[Exercise brief] Go through the entries one line at a time, and gather every line that has the word "whose".

[Records excerpted from a collection]
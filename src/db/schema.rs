use sqlx::SqlitePool;

pub const SCHEMA_SQL: &str = include_str!("../../sql/schema.sql");
pub const SCHEMA_VERSION: &str = "1";

pub fn split_sql_statements(sql: &str) -> Vec<String> {
    let mut statements = Vec::new();
    let mut current = String::new();
    let mut in_single_quote = false;
    let mut in_double_quote = false;

    for ch in sql.chars() {
        match ch {
            '\'' if !in_double_quote => in_single_quote = !in_single_quote,
            '"' if !in_single_quote => in_double_quote = !in_double_quote,
            ';' if !in_single_quote && !in_double_quote => {
                let stmt = current.trim();
                if !stmt.is_empty() {
                    statements.push(stmt.to_string());
                }
                current.clear();
                continue;
            }
            _ => {}
        }
        current.push(ch);
    }

    let tail = current.trim();
    if !tail.is_empty() {
        statements.push(tail.to_string());
    }

    statements
}

fn strip_comment_lines(stmt: &str) -> String {
    stmt.lines()
        .filter(|line| !line.trim_start().starts_with("--"))
        .collect::<Vec<_>>()
        .join("\n")
}

/// Applies the schema once; a recorded schema version short-circuits.
pub async fn run_migrations(pool: &SqlitePool) -> Result<bool, sqlx::Error> {
    let version: Option<String> =
        sqlx::query_scalar(r#"SELECT "value" FROM "_db_metadata" WHERE "key" = 'schema_version'"#)
            .fetch_optional(pool)
            .await
            .unwrap_or(None);

    if version.as_deref() == Some(SCHEMA_VERSION) {
        return Ok(false);
    }

    let mut tx = pool.begin().await?;
    for stmt in split_sql_statements(SCHEMA_SQL) {
        let sql = strip_comment_lines(&stmt);
        let trimmed = sql.trim();
        if trimmed.is_empty() {
            continue;
        }
        sqlx::query(trimmed).execute(&mut *tx).await?;
    }

    sqlx::query(
        r#"INSERT OR REPLACE INTO "_db_metadata" ("key", "value") VALUES ('schema_version', ?)"#,
    )
    .bind(SCHEMA_VERSION)
    .execute(&mut *tx)
    .await?;
    tx.commit().await?;

    tracing::info!(version = SCHEMA_VERSION, "database schema applied");
    Ok(true)
}
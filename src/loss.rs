use ndarray::{ArrayView1, ArrayView2};

use crate::error::{Error, Result};

#[derive(Debug, Clone, Copy, PartialEq)]
pub enum Loss {
    NegativeLogLikelihood,
}

impl Loss {
    /// Mean loss of `probabilities` (`[m, n_classes]`) against class ids `labels` (`[m]`).
    pub fn calculate(
        &self,
        probabilities: ArrayView2<'_, f32>,
        labels: ArrayView1<'_, usize>,
    ) -> Result<f32> {
        check_len(probabilities.nrows(), labels.len())?;
        let n_classes = probabilities.ncols();

        match self {
            Loss::NegativeLogLikelihood => {
                // -mean(log P[i, y[i]]), no clamping: log(0) is reported
                let mut total = 0.0f32;
                for (i, &label) in labels.iter().enumerate() {
                    if label >= n_classes {
                        return Err(Error::LabelOutOfRange { label, n_classes });
                    }
                    let p = probabilities[[i, label]];
                    if p <= 0.0 {
                        return Err(Error::Numeric(format!(
                            "probability of the target class underflowed to {p} for sample {i}"
                        )));
                    }
                    total += p.ln();
                }

                let loss = -total / labels.len() as f32;
                if !loss.is_finite() {
                    return Err(Error::Numeric(format!("loss is not finite: {loss}")));
                }
                Ok(loss)
            }
        }
    }
}

/// Fraction of `predictions` that differ from `labels`.
pub fn zero_one_loss(
    predictions: ArrayView1<'_, usize>,
    labels: ArrayView1<'_, usize>,
) -> Result<f32> {
    check_len(predictions.len(), labels.len())?;
    let errors = predictions
        .iter()
        .zip(labels.iter())
        .filter(|(p, y)| p != y)
        .count();
    Ok(errors as f32 / labels.len() as f32)
}

fn check_len(expected: usize, got: usize) -> Result<()> {
    if expected != got {
        return Err(Error::ShapeMismatch {
            what: "labels",
            expected,
            got,
        });
    }
    if got == 0 {
        return Err(Error::ShapeMismatch {
            what: "samples",
            expected: 1,
            got: 0,
        });
    }
    Ok(())
}
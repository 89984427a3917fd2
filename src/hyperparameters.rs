use std::fs;
use std::path::Path;

use serde::{Deserialize, Serialize};

use crate::error::{Error, Result};

/// Hyperparameters for minibatch SGD with patience-based early stopping
#[derive(Debug, Clone, PartialEq, Serialize, Deserialize)]
#[serde(default)]
pub struct TrainingConfig {
    /// Learning rate for the gradient step
    pub learning_rate: f32,

    /// Upper bound on the number of epochs
    pub max_epochs: usize,

    /// Rows per minibatch
    pub batch_size: usize,

    /// Minibatches to look at regardless of validation results
    pub initial_patience: usize,

    /// Patience multiplier applied to the iteration count on a significant improvement
    pub patience_increase: f32,

    /// Relative improvement of the validation error considered significant
    pub improvement_threshold: f32,
}

impl Default for TrainingConfig {
    fn default() -> Self {
        TrainingConfig {
            learning_rate: 0.13,
            max_epochs: 1000,
            batch_size: 600,
            initial_patience: 5000,
            patience_increase: 2.0,
            improvement_threshold: 0.995,
        }
    }
}

impl TrainingConfig {
    /// Parses a JSON document. Missing fields take their default value.
    ///
    /// # Example
    ///
    /// ```json
    /// { "learning_rate": 0.1, "batch_size": 10 }
    /// ```
    pub fn from_json_str(json: &str) -> Result<Self> {
        let config: TrainingConfig = serde_json::from_str(json)?;
        config.validate()?;
        Ok(config)
    }

    pub fn from_file<P: AsRef<Path>>(path: P) -> Result<Self> {
        let contents = fs::read_to_string(path)?;
        Self::from_json_str(&contents)
    }

    /// Rejects configurations that cannot drive a training run.
    pub fn validate(&self) -> Result<()> {
        if !(self.learning_rate.is_finite() && self.learning_rate > 0.0) {
            return Err(Error::InvalidConfig(format!(
                "learning_rate must be finite and > 0, got {}",
                self.learning_rate
            )));
        }
        if self.max_epochs == 0 {
            return Err(Error::InvalidConfig("max_epochs must be > 0".to_owned()));
        }
        if self.batch_size == 0 {
            return Err(Error::InvalidConfig("batch_size must be > 0".to_owned()));
        }
        if self.initial_patience == 0 {
            return Err(Error::InvalidConfig(
                "initial_patience must be > 0".to_owned(),
            ));
        }
        if !(self.patience_increase.is_finite() && self.patience_increase > 0.0) {
            return Err(Error::InvalidConfig(format!(
                "patience_increase must be finite and > 0, got {}",
                self.patience_increase
            )));
        }
        if !(self.improvement_threshold > 0.0 && self.improvement_threshold <= 1.0) {
            return Err(Error::InvalidConfig(format!(
                "improvement_threshold must be in (0, 1], got {}",
                self.improvement_threshold
            )));
        }
        Ok(())
    }

    /// Number of minibatches between two validation checks.
    ///
    /// Never zero, so it is always safe to use as a modulus.
    pub fn validation_frequency(&self, num_train_batches: usize) -> usize {
        num_train_batches.min(self.initial_patience / 2).max(1)
    }
}
use logreg::{mean_batch_error, Classifier, Dataset, Error, Split, Trainer, TrainingConfig};
use ndarray::{Array1, Array2};
use rand::rngs::StdRng;
use rand::{Rng, SeedableRng};
use rand_distr::{Distribution, Normal};

fn init_logger() {
    let _ = env_logger::builder().is_test(true).try_init();
}

/// Points in [-1, 1]² labelled by the sign of `x1 + x2`, keeping a margin around the boundary.
fn separable_split(rng: &mut StdRng, rows: usize) -> Split {
    let mut features = Array2::zeros((rows, 2));
    let mut labels = Array1::zeros(rows);
    let mut i = 0;
    while i < rows {
        let x1: f32 = rng.random_range(-1.0..1.0);
        let x2: f32 = rng.random_range(-1.0..1.0);
        if (x1 + x2).abs() < 0.1 {
            continue;
        }
        features[[i, 0]] = x1;
        features[[i, 1]] = x2;
        labels[i] = usize::from(x1 + x2 > 0.0);
        i += 1;
    }
    Split::new(features, labels).unwrap()
}

fn separable_dataset(seed: u64) -> Dataset {
    let mut rng = StdRng::seed_from_u64(seed);
    let train = separable_split(&mut rng, 400);
    let valid = separable_split(&mut rng, 100);
    let test = separable_split(&mut rng, 100);
    Dataset::new(train, valid, test).unwrap()
}

/// Three overlapping Gaussian blobs, so the validation error never reaches zero.
fn blob_dataset(seed: u64) -> Dataset {
    let mut rng = StdRng::seed_from_u64(seed);
    let noise = Normal::new(0.0f32, 0.8).unwrap();
    let centers = [[1.0f32, 0.0], [-0.5, 0.9], [-0.5, -0.9]];

    let mut split = |rows: usize| {
        let mut features = Array2::zeros((rows, 2));
        let labels = Array1::from_shape_fn(rows, |i| i % 3);
        for i in 0..rows {
            let center = centers[labels[i]];
            features[[i, 0]] = center[0] + noise.sample(&mut rng);
            features[[i, 1]] = center[1] + noise.sample(&mut rng);
        }
        Split::new(features, labels).unwrap()
    };

    let train = split(600);
    let valid = split(150);
    let test = split(150);
    Dataset::new(train, valid, test).unwrap()
}

fn small_config() -> TrainingConfig {
    TrainingConfig {
        learning_rate: 0.1,
        max_epochs: 50,
        batch_size: 10,
        ..Default::default()
    }
}

#[test]
fn test_converges_on_separable_data() {
    init_logger();
    let dataset = separable_dataset(7);
    let trainer = Trainer::new(small_config()).unwrap();

    let (classifier, report) = trainer.train(&dataset).unwrap();

    // 50 epochs of 40 minibatches never exhaust the default patience
    assert_eq!(report.epochs_run, 50);
    assert_eq!(report.iterations, 2000);
    assert!(!report.stopped_early);

    let test_error = classifier
        .error_rate(dataset.test.features(), dataset.test.labels())
        .unwrap();
    assert!(test_error < 0.05, "test error {test_error}");
    assert!(report.best_validation_error < 0.05);
    assert!(report.best_test_error < 0.05);
    assert!(report.last_minibatch_cost.is_finite());
}

#[test]
fn test_validation_cadence_and_history() {
    let dataset = separable_dataset(11);
    let config = TrainingConfig {
        max_epochs: 3,
        ..small_config()
    };
    let trainer = Trainer::new(config).unwrap();

    let (_, report) = trainer.train(&dataset).unwrap();

    // min(40 batches, 5000 / 2) = one check per epoch, at its last minibatch
    assert_eq!(report.history.len(), 3);
    for (i, event) in report.history.iter().enumerate() {
        assert_eq!(event.epoch, i + 1);
        assert_eq!(event.minibatch, 40);
        assert_eq!(event.num_minibatches, 40);
        assert_eq!(event.iteration, 40 * (i + 1));
    }
    // the first check always beats an infinite best
    assert!(report.history[0].test_error.is_some());
}

#[test]
fn test_early_stopping_halts_at_patience() {
    init_logger();
    let dataset = blob_dataset(3);
    let config = TrainingConfig {
        learning_rate: 0.05,
        max_epochs: 1000,
        batch_size: 30,
        initial_patience: 40,
        ..Default::default()
    };
    let trainer = Trainer::new(config).unwrap();

    let (_, report) = trainer.train(&dataset).unwrap();

    assert!(report.stopped_early);
    assert!(report.epochs_run < 1000);
    assert!(report.iterations >= 40);
    // patience only grows to a multiple of a past iteration, so the loop
    // halts exactly when it is reached
    assert_eq!(report.iterations, report.final_patience);

    // validation every min(20, 40 / 2) = 20 minibatches
    assert!(report.history.iter().all(|e| e.iteration % 20 == 0));
    let best = report.best_iteration.unwrap();
    let best_event = report.history.iter().find(|e| e.iteration == best).unwrap();
    assert_eq!(best_event.validation_error, report.best_validation_error);
    assert_eq!(best_event.test_error, Some(report.best_test_error));
}

#[test]
fn test_best_classifier_reproduces_best_scores() {
    let dataset = blob_dataset(5);
    let config = TrainingConfig {
        learning_rate: 0.05,
        max_epochs: 20,
        batch_size: 30,
        ..Default::default()
    };
    let trainer = Trainer::new(config).unwrap();

    let (_, report) = trainer.train(&dataset).unwrap();

    let valid = mean_batch_error(&report.best_classifier, &dataset.valid, 30).unwrap();
    let test = mean_batch_error(&report.best_classifier, &dataset.test, 30).unwrap();
    assert_eq!(valid, report.best_validation_error);
    assert_eq!(test, report.best_test_error);
}

#[test]
fn test_training_is_deterministic() {
    let dataset = blob_dataset(9);
    let config = TrainingConfig {
        max_epochs: 10,
        batch_size: 25,
        ..small_config()
    };

    let (first, first_report) = Trainer::new(config.clone()).unwrap().train(&dataset).unwrap();
    let (second, second_report) = Trainer::new(config).unwrap().train(&dataset).unwrap();

    assert_eq!(first, second);
    assert_eq!(first_report.best_classifier, second_report.best_classifier);
    assert_eq!(
        first_report.best_validation_error.to_bits(),
        second_report.best_validation_error.to_bits()
    );
    assert_eq!(
        first_report.best_test_error.to_bits(),
        second_report.best_test_error.to_bits()
    );
    assert_eq!(
        first_report.last_minibatch_cost.to_bits(),
        second_report.last_minibatch_cost.to_bits()
    );
    assert_eq!(first_report.history, second_report.history);
}

#[test]
fn test_rejects_bad_config_before_training() {
    let cases = vec![
        TrainingConfig { batch_size: 0, ..small_config() },
        TrainingConfig { learning_rate: -1.0, ..small_config() },
        TrainingConfig { max_epochs: 0, ..small_config() },
    ];

    for config in cases {
        assert!(matches!(Trainer::new(config), Err(Error::InvalidConfig(_))));
    }
}

#[test]
fn test_rejects_split_smaller_than_a_batch() {
    let dataset = separable_dataset(1);
    let trainer = Trainer::new(TrainingConfig {
        batch_size: 200,
        ..small_config()
    })
    .unwrap();
    let mut classifier = Classifier::new(2, 2);

    let result = trainer.fit(&mut classifier, &dataset);

    assert!(matches!(result, Err(Error::InvalidConfig(_))));
    assert_eq!(classifier, Classifier::new(2, 2));
}

#[test]
fn test_rejects_mismatched_classifier() {
    let dataset = separable_dataset(1);
    let trainer = Trainer::new(small_config()).unwrap();

    let mut too_wide = Classifier::new(3, 2);
    assert!(matches!(
        trainer.fit(&mut too_wide, &dataset),
        Err(Error::ShapeMismatch { .. })
    ));

    let mut too_few_classes = Classifier::new(2, 1);
    assert!(matches!(
        trainer.fit(&mut too_few_classes, &dataset),
        Err(Error::LabelOutOfRange { label: 1, n_classes: 1 })
    ));
}

#[test]
fn test_diverging_learning_rate_is_reported() {
    let features = Array2::from_elem((30, 1), 100.0);
    let labels = Array1::from_shape_fn(30, |i| usize::from(i % 3 == 2));
    let split = Split::new(features, labels).unwrap();
    let dataset = Dataset::new(split.clone(), split.clone(), split).unwrap();
    let trainer = Trainer::new(TrainingConfig {
        learning_rate: 10.0,
        max_epochs: 5,
        batch_size: 3,
        ..Default::default()
    })
    .unwrap();

    // the first update is large enough that the next minibatch assigns its
    // minority label a probability of exactly zero
    let result = trainer.train(&dataset);

    assert!(matches!(result, Err(Error::Numeric(_))));
}
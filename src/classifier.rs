use ndarray::{Array1, Array2, ArrayView1, ArrayView2};

use crate::activation::{argmax_rows, softmax};
use crate::error::{Error, Result};
use crate::loss::{zero_one_loss, Loss};

/// Multi-class logistic regression: `P(y = j | x) = softmax(x·W + b)_j`
#[derive(Debug, Clone, PartialEq)]
pub struct Classifier {
    pub n_features: usize,
    pub n_classes: usize,
    /// `[n_features, n_classes]`
    pub weights: Array2<f32>,
    /// `[n_classes]`
    pub bias: Array1<f32>,
    pub loss: Loss,
}

impl Classifier {
    /// Creates a classifier with all-zero parameters
    ///
    /// # Arguments
    ///
    /// * `n_features` - Dimension of the space the samples lie in
    /// * `n_classes` - Number of labels
    pub fn new(n_features: usize, n_classes: usize) -> Self {
        Classifier {
            n_features,
            n_classes,
            weights: Array2::zeros((n_features, n_classes)),
            bias: Array1::zeros(n_classes),
            loss: Loss::NegativeLogLikelihood,
        }
    }

    pub fn parameter_count(&self) -> usize {
        self.weights.len() + self.bias.len()
    }

    /// Class probabilities for every row of `input`
    ///
    /// # Arguments
    ///
    /// * `input` - `[m, n_features]` batch
    ///
    /// # Returns
    ///
    /// `[m, n_classes]` matrix whose rows sum to one
    pub fn forward(&self, input: ArrayView2<'_, f32>) -> Result<Array2<f32>> {
        if input.ncols() != self.n_features {
            return Err(Error::ShapeMismatch {
                what: "input features",
                expected: self.n_features,
                got: input.ncols(),
            });
        }

        let scores = input.dot(&self.weights) + &self.bias;
        Ok(softmax(scores))
    }

    /// Most probable class for every row of `input`
    pub fn predict(&self, input: ArrayView2<'_, f32>) -> Result<Array1<usize>> {
        let probabilities = self.forward(input)?;
        Ok(argmax_rows(probabilities.view()))
    }

    /// Mean negative log-likelihood of `labels` under the model
    pub fn loss(&self, input: ArrayView2<'_, f32>, labels: ArrayView1<'_, usize>) -> Result<f32> {
        let probabilities = self.forward(input)?;
        self.loss.calculate(probabilities.view(), labels)
    }

    /// Fraction of rows of `input` whose predicted class differs from `labels`
    pub fn error_rate(
        &self,
        input: ArrayView2<'_, f32>,
        labels: ArrayView1<'_, usize>,
    ) -> Result<f32> {
        let predictions = self.predict(input)?;
        zero_one_loss(predictions.view(), labels)
    }
}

[Reply]
    /// `[m, n_classes]` matrix whose rows sum to one
    /// Fraction of rows of `input` whose predicted class differs from `labels`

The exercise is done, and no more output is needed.